BEGIN

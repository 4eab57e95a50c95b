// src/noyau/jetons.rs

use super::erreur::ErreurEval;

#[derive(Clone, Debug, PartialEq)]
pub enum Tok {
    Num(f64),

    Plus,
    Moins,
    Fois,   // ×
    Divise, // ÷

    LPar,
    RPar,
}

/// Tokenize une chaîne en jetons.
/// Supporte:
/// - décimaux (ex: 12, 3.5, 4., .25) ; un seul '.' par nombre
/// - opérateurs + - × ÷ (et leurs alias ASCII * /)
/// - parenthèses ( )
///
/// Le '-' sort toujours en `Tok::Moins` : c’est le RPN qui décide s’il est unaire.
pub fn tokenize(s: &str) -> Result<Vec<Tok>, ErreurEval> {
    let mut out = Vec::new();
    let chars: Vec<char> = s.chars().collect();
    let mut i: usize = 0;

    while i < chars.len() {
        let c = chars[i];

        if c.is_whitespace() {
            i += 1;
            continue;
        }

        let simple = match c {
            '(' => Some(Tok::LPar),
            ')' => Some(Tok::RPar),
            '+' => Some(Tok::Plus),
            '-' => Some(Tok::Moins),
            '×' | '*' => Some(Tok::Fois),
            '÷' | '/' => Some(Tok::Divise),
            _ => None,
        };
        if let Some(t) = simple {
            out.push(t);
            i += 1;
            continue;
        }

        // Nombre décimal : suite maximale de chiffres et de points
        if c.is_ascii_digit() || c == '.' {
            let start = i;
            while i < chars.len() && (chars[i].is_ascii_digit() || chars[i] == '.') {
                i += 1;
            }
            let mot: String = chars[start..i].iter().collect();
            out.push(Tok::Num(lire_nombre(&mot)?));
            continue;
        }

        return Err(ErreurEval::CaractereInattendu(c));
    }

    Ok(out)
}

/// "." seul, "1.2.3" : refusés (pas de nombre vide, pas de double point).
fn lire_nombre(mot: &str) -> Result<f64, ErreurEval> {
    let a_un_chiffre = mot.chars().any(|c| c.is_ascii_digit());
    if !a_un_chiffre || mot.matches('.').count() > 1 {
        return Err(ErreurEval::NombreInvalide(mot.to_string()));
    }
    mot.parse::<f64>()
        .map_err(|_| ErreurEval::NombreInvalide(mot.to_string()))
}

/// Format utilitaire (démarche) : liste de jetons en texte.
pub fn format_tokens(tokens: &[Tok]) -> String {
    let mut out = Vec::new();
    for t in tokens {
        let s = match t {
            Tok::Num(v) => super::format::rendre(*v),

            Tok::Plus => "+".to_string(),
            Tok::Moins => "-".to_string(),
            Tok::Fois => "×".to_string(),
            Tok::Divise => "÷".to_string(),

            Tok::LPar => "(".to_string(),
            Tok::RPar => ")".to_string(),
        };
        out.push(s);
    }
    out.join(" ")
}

END

→ Task prompt
Quote the records above from their first line through the line containing "let start = i;", both ends included.

→ Answer space
repository 4eab57e95a50c95b
// src/noyau/jetons.rs

use super::erreur::ErreurEval;

#[derive(Clone, Debug, PartialEq)]
pub enum Tok {
    Num(f64),

    Plus,
    Moins,
    Fois,   // ×
    Divise, // ÷

    LPar,
    RPar,
}

/// Tokenize une chaîne en jetons.
/// Supporte:
/// - décimaux (ex: 12, 3.5, 4., .25) ; un seul '.' par nombre
/// - opérateurs + - × ÷ (et leurs alias ASCII * /)
/// - parenthèses ( )
///
/// Le '-' sort toujours en `Tok::Moins` : c’est le RPN qui décide s’il est unaire.
pub fn tokenize(s: &str) -> Result<Vec<Tok>, ErreurEval> {
    let mut out = Vec::new();
    let chars: Vec<char> = s.chars().collect();
    let mut i: usize = 0;

    while i < chars.len() {
        let c = chars[i];

        if c.is_whitespace() {
            i += 1;
            continue;
        }

        let simple = match c {
            '(' => Some(Tok::LPar),
            ')' => Some(Tok::RPar),
            '+' => Some(Tok::Plus),
            '-' => Some(Tok::Moins),
            '×' | '*' => Some(Tok::Fois),
            '÷' | '/' => Some(Tok::Divise),
            _ => None,
        };
        if let Some(t) = simple {
            out.push(t);
            i += 1;
            continue;
        }

        // Nombre décimal : suite maximale de chiffres et de points
        if c.is_ascii_digit() || c == '.' {
            let start = i;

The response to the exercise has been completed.